I'm halfway through Edward Snow's book and have just finished the section on The Procuress. I've found myself enjoying the book's discussions and how they prod me to think differently about works I'm familiar with (although I claim no great academic insight); while resisting the occasional analysis as unconvincing.
I've been Googling a bit to see if there are any other comments on this, and landed on your page. Your notes on The Procuress particularly interested me.
A couple of aspects of Snow's approach to The Procuress have left me quite puzzled. I've always assumed that the procuress of the title was obviously the second figure from the left. She fits all the usual markers in this genre set-piece; an older woman, often in a hood or headscarf, who leans in toward the merry couple with great interest to ensure that the business side of things is attended to. Sometimes she takes the money, but other works that include this procuress figure, clearly show the girl taking the money (Bijlert, Steen). Apparently x-rays have shown her hand was once painted near the suitor's right arm, possibly encouraging the payment he's making. This identification seems entirely solid to me. The girl in yellow, young, rosy-cheeked and warmly compliant is clearly the courtesan. So I was very surprised to see Snow even suggest that the girl in yellow might be considered the procuress, although he then casts doubt on the idea. Nevertheless, he deals summarily with the older figure without even mentioning what seems to me to be her obvious identity. Only in the notes does he suggest this as a possibility (i.e. the older woman is the procuress), but only as a possibility because he seems to think it's just a feeling he has, not strongly supported by the evidence. Huh? So I've put my book down and made another cup of coffee, just to think a little on this.
I know you posted your comments a very long time ago, but I would be interested in any response to the above.
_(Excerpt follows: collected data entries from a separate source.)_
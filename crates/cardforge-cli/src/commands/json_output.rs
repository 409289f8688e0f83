//! Serializable envelopes for `--json` command output.

use serde::Serialize;

use cardforge_deck::{BuildSummary, ValidationWarning};

/// A metadata warning in JSON output.
#[derive(Debug, Serialize)]
pub struct JsonWarning {
    /// Warning code (e.g., "W001").
    pub code: String,
    /// Human-readable warning message.
    pub message: String,
}

impl From<&ValidationWarning> for JsonWarning {
    fn from(warning: &ValidationWarning) -> Self {
        Self {
            code: warning.code.code().to_string(),
            message: warning.message.clone(),
        }
    }
}

/// JSON envelope for a single deck build.
#[derive(Debug, Serialize)]
pub struct BuildOutput {
    /// Catalog id the deck was built from.
    pub deck: String,
    /// Stable deck identifier embedded in the package.
    pub deck_id: i64,
    /// Deck title.
    pub title: String,
    /// Number of notes written.
    pub notes: usize,
    /// Number of media files embedded.
    pub media: usize,
    /// Path of the written `.apkg` file.
    pub output_path: String,
    /// Non-fatal metadata warnings.
    pub warnings: Vec<JsonWarning>,
}

impl BuildOutput {
    /// Builds the envelope from a catalog id and its build summary.
    pub fn from_summary(deck: &str, summary: &BuildSummary) -> Self {
        Self {
            deck: deck.to_string(),
            deck_id: summary.deck_id,
            title: summary.title.clone(),
            notes: summary.note_count,
            media: summary.media_count,
            output_path: summary.output_path.to_string_lossy().into_owned(),
            warnings: summary.warnings.iter().map(JsonWarning::from).collect(),
        }
    }
}

/// A failed deck build in `build-all --json` output.
#[derive(Debug, Serialize)]
pub struct BuildFailure {
    /// Catalog id of the deck that failed.
    pub deck: String,
    /// Rendered error chain.
    pub error: String,
}

/// JSON envelope for the `build-all` command.
#[derive(Debug, Serialize)]
pub struct BuildAllOutput {
    /// Successfully built decks.
    pub built: Vec<BuildOutput>,
    /// Decks that failed to build.
    pub failed: Vec<BuildFailure>,
    /// Deck ids skipped (network or missing inputs).
    pub skipped: Vec<String>,
}

/// One catalog entry in `list --json` output.
#[derive(Debug, Serialize)]
pub struct ListEntry {
    /// Catalog id.
    pub deck: String,
    /// Deck title.
    pub title: String,
    /// Deck version string.
    pub version: String,
    /// Short description.
    pub description: String,
    /// Whether a default build needs network access.
    pub network: bool,
}

#[cfg(test)]
mod tests {
    use super::*;
    use cardforge_deck::{ValidationWarning, WarningCode};
    use std::path::PathBuf;

    #[test]
    fn test_build_output_serializes() {
        let summary = BuildSummary {
            deck_id: 12345,
            title: "Test Deck".to_string(),
            note_count: 3,
            media_count: 1,
            output_path: PathBuf::from("out/test.apkg"),
            warnings: vec![ValidationWarning::new(
                WarningCode::DefaultAuthor,
                "author not set",
            )],
        };
        let output = BuildOutput::from_summary("test-deck", &summary);
        let json = serde_json::to_value(&output).unwrap();
        assert_eq!(json["deck"], "test-deck");
        assert_eq!(json["notes"], 3);
        assert_eq!(json["warnings"][0]["code"], "W001");
    }
}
By the way… I'm also not at all convinced that the pitcher in the same painting is perched precariously on the edge of what would be a tiny table. Something that Snow makes so much of. I've looked at several reproductions and I can't see why the table doesn't continue to the right, out of the picture frame. There doesn't seem to be any clear corner to the right of the pitcher nor an edge coming towards us… it's ambiguous at best. The tapestry edge which is probably about a metre or so nearer to us than the table, confuses the issue visually. If the table continues off to the right then all this business about the precarious pitcher is irrelevant. Unfortunately I will probably never have the chance to see the painting in the flesh again. It may well prove me wrong on this point.
Regards.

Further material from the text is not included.